About this task:
The response should be a faithful copy of every record, with nothing left out.

Data records:
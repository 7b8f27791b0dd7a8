use std::error::Error;

use clap::{Parser, Subcommand};
use tracing_subscriber::EnvFilter;

mod commands;
mod job;

use commands::{resolve, run};

#[derive(Parser, Debug)]
#[command(
    name = "skim",
    about = "Jet calibration, truth matching and cutflow skimming"
)]
struct Cli {
    #[command(subcommand)]
    command: Command,
}

#[derive(Subcommand, Debug)]
enum Command {
    /// Run a skimming job over an event file.
    Run(run::RunArgs),
    /// Print the calibration descriptors an era resolves to.
    Resolve(resolve::ResolveArgs),
}

fn init_tracing() {
    let filter = EnvFilter::try_from_default_env().unwrap_or_else(|_| EnvFilter::new("info"));
    tracing_subscriber::fmt()
        .with_env_filter(filter)
        .with_writer(std::io::stderr)
        .init();
}

fn main() -> Result<(), Box<dyn Error>> {
    init_tracing();
    let cli = Cli::parse();
    match cli.command {
        Command::Run(args) => run::run(&args),
        Command::Resolve(args) => resolve::run(&args),
    }
}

Your response:
repository 7b8f27791b0dd7a8
use std::error::Error;

use clap::{Parser, Subcommand};
use tracing_subscriber::EnvFilter;

mod commands;
mod job;

use commands::{resolve, run};

#[derive(Parser, Debug)]
#[command(
    name = "skim",
    about = "Jet calibration, truth matching and cutflow skimming"
)]
struct Cli {
    #[command(subcommand)]
    command: Command,
}

#[derive(Subcommand, Debug)]
enum Command {
    /// Run a skimming job over an event file.
    Run(run::RunArgs),
    /// Print the calibration descriptors an era resolves to.
    Resolve(resolve::ResolveArgs),
}

fn init_tracing() {
    let filter = EnvFilter::try_from_default_env().unwrap_or_else(|_| EnvFilter::new("info"));
    tracing_subscriber::fmt()
        .with_env_filter(filter)
        .with_writer(std::io::stderr)
        .init();
}

fn main() -> Result<(), Box<dyn Error>> {
    init_tracing();
    let cli = Cli::parse();
    match cli.command {
        Command::Run(args) => run::run(&args),
        Command::Resolve(args) => resolve::run(&args),
    }
}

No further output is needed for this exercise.